[Stored items]
•••••
use std::sync::Arc;

use common::constants::related_types;
use common::enums::{PointsSource, ProjectStatus, ShareStatus};
use common::utils::{date_util, snowflake};
use common::{AppError, AppResult};
use orm::entities::{AppCrowdfundingProject, AppCrowdfundingShare};
use rbatis::rbdc::datetime::DateTime;
use rbatis::RBatis;
use rust_decimal::Decimal;

use super::begin_tx;
use super::points_service::PointsService;
use super::wallet_service::WalletService;

/// 众筹结算服务
///
/// 认购在一个事务内完成 扣款 + 份额建档 + 项目计数 + 积分入账，
/// 任一步失败整体回滚，不存在可观测的半截认购
pub struct CrowdfundingService {
    rb: Arc<RBatis>,
}

impl CrowdfundingService {
    pub fn new(rb: Arc<RBatis>) -> Self {
        Self { rb }
    }

    /// 认购项目份额
    pub async fn purchase_shares(
        &self,
        user_id: i64,
        project_id: i64,
        share_count: i64,
    ) -> AppResult<AppCrowdfundingShare> {
        if share_count <= 0 {
            return Err(AppError::ValidationError(format!(
                "认购份数必须为正数: {}",
                share_count
            )));
        }

        let mut tx = begin_tx(&self.rb).await?;

        let mut project = AppCrowdfundingProject::select_by_id_for_update(&mut tx, project_id)
            .await?
            .ok_or_else(|| AppError::NotFound(format!("众筹项目不存在: id={}", project_id)))?;

        let status = ProjectStatus::from_code(project.status)
            .ok_or_else(|| AppError::InvalidState(format!("未知项目状态: {}", project.status)))?;
        if !status.can_purchase() {
            return Err(AppError::InvalidState(format!(
                "项目 {} 当前状态为 {}，不可认购",
                project.name,
                status.description()
            )));
        }
        if let Some(end) = &project.end_time {
            if date_util::is_past(end) {
                return Err(AppError::InvalidState(format!(
                    "项目 {} 认购已截止",
                    project.name
                )));
            }
        }
        if share_count > project.remaining_shares() {
            return Err(AppError::ValidationError(format!(
                "剩余份额不足: 剩余 {} 认购 {}",
                project.remaining_shares(),
                share_count
            )));
        }

        let price = project.share_price * Decimal::from(share_count);
        let now = DateTime::now();

        // 份额建档
        let share_no = snowflake::generate_id_string();
        let share = AppCrowdfundingShare {
            id: None,
            share_no: Some(share_no.clone()),
            project_id,
            user_id,
            share_count,
            unit_price: project.share_price,
            total_amount: price,
            status: ShareStatus::Active.get_code(),
            purchase_time: Some(now.clone()),
            create_time: Some(now.clone()),
            update_time: Some(now),
        };
        AppCrowdfundingShare::insert(&mut tx, &share).await?;
        let share = AppCrowdfundingShare::select_by_share_no(&mut tx, &share_no)
            .await?
            .ok_or_else(|| AppError::DatabaseError(format!("份额创建后读取失败: {}", share_no)))?;
        let share_id = share.id.unwrap_or_default();

        // 钱包扣款
        WalletService::consume_tx(
            &mut tx,
            user_id,
            price,
            share_id,
            related_types::CROWDFUNDING_SHARE,
            &format!("认购 {} {} 份", project.name, share_count),
        )
        .await?;

        // 项目计数，售罄即众筹成功
        project.sold_shares += share_count;
        project.raised_amount += price;
        if project.sold_shares >= project.total_shares {
            project.status = ProjectStatus::Success.get_code();
        }
        project.update_time = Some(DateTime::now());
        let where_map = rbs::value! { "id": project_id };
        AppCrowdfundingProject::update_by_map(&mut tx, &project, where_map).await?;

        // 认购积分
        PointsService::earn_points_tx(
            &mut tx,
            user_id,
            price,
            PointsSource::Purchase,
            Some(share_id),
            None,
        )
        .await?;

        tx.commit()
            .await
            .map_err(|e| AppError::DatabaseError(e.to_string()))?;

        log::info!(
            "认购完成: user_id={} 项目={} 份数={} 金额={}",
            user_id,
            project_id,
            share_count,
            price
        );
        Ok(share)
    }

    /// 项目状态巡检（小时任务）
    ///
    /// 返回 (开售数, 成功数, 失败数)
    pub async fn check_project_status(&self) -> AppResult<(usize, usize, usize)> {
        let mut opened = 0;
        let mut succeeded = 0;
        let mut failed = 0;

        // 待开售 -> 认购中
        let pending = AppCrowdfundingProject::select_by_status(
            self.rb.as_ref(),
            ProjectStatus::Pending.get_code(),
        )
        .await?;
        for project in &pending {
            let Some(id) = project.id else { continue };
            match self.open_project(id).await {
                Ok(true) => opened += 1,
                Ok(false) => {}
                Err(e) => log::error!("项目开售处理失败 id={}: {}", id, e),
            }
        }

        // 认购中到期 -> 成功 | 失败（失败项目逐份额退款）
        let funding = AppCrowdfundingProject::select_by_status(
            self.rb.as_ref(),
            ProjectStatus::Funding.get_code(),
        )
        .await?;
        for project in &funding {
            let Some(id) = project.id else { continue };
            match self.settle_ended_project(id).await {
                Ok(Some(ProjectStatus::Success)) => succeeded += 1,
                Ok(Some(ProjectStatus::Failed)) => {
                    failed += 1;
                    let refunded = self.refund_failed_project(id).await;
                    log::info!("众筹失败项目 id={} 已退款份额数: {}", id, refunded);
                }
                Ok(_) => {}
                Err(e) => log::error!("项目截止结算失败 id={}: {}", id, e),
            }
        }

        log::info!(
            "项目巡检完成: 开售 {} 成功 {} 失败 {}",
            opened,
            succeeded,
            failed
        );
        Ok((opened, succeeded, failed))
    }

    /// 到点开售
    async fn open_project(&self, project_id: i64) -> AppResult<bool> {
        let mut tx = begin_tx(&self.rb).await?;

        let Some(mut project) =
            AppCrowdfundingProject::select_by_id_for_update(&mut tx, project_id).await?
        else {
            return Ok(false);
        };
        if project.status != ProjectStatus::Pending.get_code() {
            return Ok(false);
        }
        let started = project
            .start_time
            .as_ref()
            .map(date_util::is_past)
            .unwrap_or(false);
        if !started {
            return Ok(false);
        }

        project.status = ProjectStatus::Funding.get_code();
        project.update_time = Some(DateTime::now());
        let where_map = rbs::value! { "id": project_id };
        AppCrowdfundingProject::update_by_map(&mut tx, &project, where_map).await?;

        tx.commit()
            .await
            .map_err(|e| AppError::DatabaseError(e.to_string()))?;
        Ok(true)
    }

    /// 截止结算：售罄成功，否则失败
    async fn settle_ended_project(&self, project_id: i64) -> AppResult<Option<ProjectStatus>> {
        let mut tx = begin_tx(&self.rb).await?;

        let Some(mut project) =
            AppCrowdfundingProject::select_by_id_for_update(&mut tx, project_id).await?
        else {
            return Ok(None);
        };
        if project.status != ProjectStatus::Funding.get_code() {
            return Ok(None);
        }
        let ended = project
            .end_time
            .as_ref()
            .map(date_util::is_past)
            .unwrap_or(false);
        if !ended {
            return Ok(None);
        }

        let next = if project.sold_shares >= project.total_shares {
            ProjectStatus::Success
        } else {
            ProjectStatus::Failed
        };
        project.status = next.get_code();
        project.update_time = Some(DateTime::now());
        let where_map = rbs::value! { "id": project_id };
        AppCrowdfundingProject::update_by_map(&mut tx, &project, where_map).await?;

        tx.commit()
            .await
            .map_err(|e| AppError::DatabaseError(e.to_string()))?;
        Ok(Some(next))
    }

    /// 失败项目退款
    ///
    /// 逐份额独立事务：退回认购金额并把份额置为已赎回，
    /// 单个份额失败不阻塞其余份额
    async fn refund_failed_project(&self, project_id: i64) -> usize {
        let shares = match AppCrowdfundingShare::select_by_project_and_status(
            self.rb.as_ref(),
            project_id,
            ShareStatus::Active.get_code(),
        )
        .await
        {
            Ok(shares) => shares,
            Err(e) => {
                log::error!("查询待退款份额失败 project_id={}: {}", project_id, e);
                return 0;
            }
        };

        let mut refunded = 0;
        for share in &shares {
            let Some(share_id) = share.id else { continue };
            match self.refund_share(share_id).await {
                Ok(true) => refunded += 1,
                Ok(false) => {}
                Err(e) => log::error!("份额退款失败 share_id={}: {}", share_id, e),
            }
        }
        refunded
    }

    async fn refund_share(&self, share_id: i64) -> AppResult<bool> {
        let mut tx = begin_tx(&self.rb).await?;

        let Some(mut share) =
            AppCrowdfundingShare::select_by_id_for_update(&mut tx, share_id).await?
        else {
            return Ok(false);
        };
        if share.status != ShareStatus::Active.get_code() {
            return Ok(false);
        }

        WalletService::refund_tx(
            &mut tx,
            share.user_id,
            share.total_amount,
            share_id,
            related_types::CROWDFUNDING_SHARE,
            "众筹失败退款",
        )
        .await?;

        share.status = ShareStatus::Redeemed.get_code();
        share.update_time = Some(DateTime::now());
        let where_map = rbs::value! { "id": share_id };
        AppCrowdfundingShare::update_by_map(&mut tx, &share, where_map).await?;

        tx.commit()
            .await
            .map_err(|e| AppError::DatabaseError(e.to_string()))?;
        Ok(true)
    }
}
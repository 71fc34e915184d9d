use rbatis::rbdc::datetime::DateTime;
use rbatis::{crud, impl_select};
use rust_decimal::Decimal;
use serde::{Deserialize, Serialize};

/// 房车众筹项目表
#[derive(Debug, Clone, Serialize, Deserialize)]
pub struct AppCrowdfundingProject {
    pub id: Option<i64>,
    pub name: String,
    /// 众筹标的车辆
    pub vehicle_id: Option<i64>,
    /// 单份认购价
    pub share_price: Decimal,
    /// 总份额
    pub total_shares: i64,
    /// 已售份额
    pub sold_shares: i64,
    /// 已筹金额
    pub raised_amount: Decimal,
    /// 开售时间
    pub start_time: Option<DateTime>,
    /// 截止时间
    pub end_time: Option<DateTime>,
    /// 状态 见 ProjectStatus
    pub status: i32,
    pub remark: Option<String>,
    pub create_time: Option<DateTime>,
    pub update_time: Option<DateTime>,
}

crud!(AppCrowdfundingProject {}, "app_crowdfunding_project");
impl_select!(AppCrowdfundingProject{select_by_id(id: i64) -> Option => "`where id = #{id} limit 1`"});
impl_select!(AppCrowdfundingProject{select_by_id_for_update(id: i64) -> Option => "`where id = #{id} limit 1 for update`"});
impl_select!(AppCrowdfundingProject{select_by_status(status: i32) -> Vec => "`where status = #{status}`"});

impl AppCrowdfundingProject {
    pub const TABLE_NAME: &'static str = "app_crowdfunding_project";

    /// 剩余可认购份额
    pub fn remaining_shares(&self) -> i64 {
        self.total_shares - self.sold_shares
    }
}
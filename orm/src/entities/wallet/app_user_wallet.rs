use rbatis::rbdc::datetime::DateTime;
use rbatis::{crud, impl_select};
use rust_decimal::Decimal;
use serde::{Deserialize, Serialize};

/// 用户钱包表
///
/// 每个用户一行，首次入账时惰性创建，只增不删。
/// 不变式: 0 <= frozen_amount <= balance，可用余额 = balance - frozen_amount
#[derive(Debug, Clone, Serialize, Deserialize)]
pub struct AppUserWallet {
    pub id: Option<i64>,
    pub user_id: i64,
    /// 账户余额（含冻结部分）
    pub balance: Decimal,
    /// 冻结金额（提现审核中等占用）
    pub frozen_amount: Decimal,
    /// 累计入账
    pub total_recharge: Decimal,
    /// 累计消费
    pub total_consume: Decimal,
    /// 累计提现
    pub total_withdrawal: Decimal,
    /// 状态 见 WalletStatus
    pub status: i32,
    pub create_time: Option<DateTime>,
    pub update_time: Option<DateTime>,
}

crud!(AppUserWallet {}, "app_user_wallet");
impl_select!(AppUserWallet{select_by_user_id(user_id: i64) -> Option => "`where user_id = #{user_id} limit 1`"});
impl_select!(AppUserWallet{select_by_user_id_for_update(user_id: i64) -> Option => "`where user_id = #{user_id} limit 1 for update`"});

impl AppUserWallet {
    pub const TABLE_NAME: &'static str = "app_user_wallet";

    /// 可用余额
    pub fn available(&self) -> Decimal {
        self.balance - self.frozen_amount
    }
}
•••••
■ What you will do ■
Where a line of the entries contains the word "可用余额", count it, then state the total and nothing else.

■ Task answer ■
2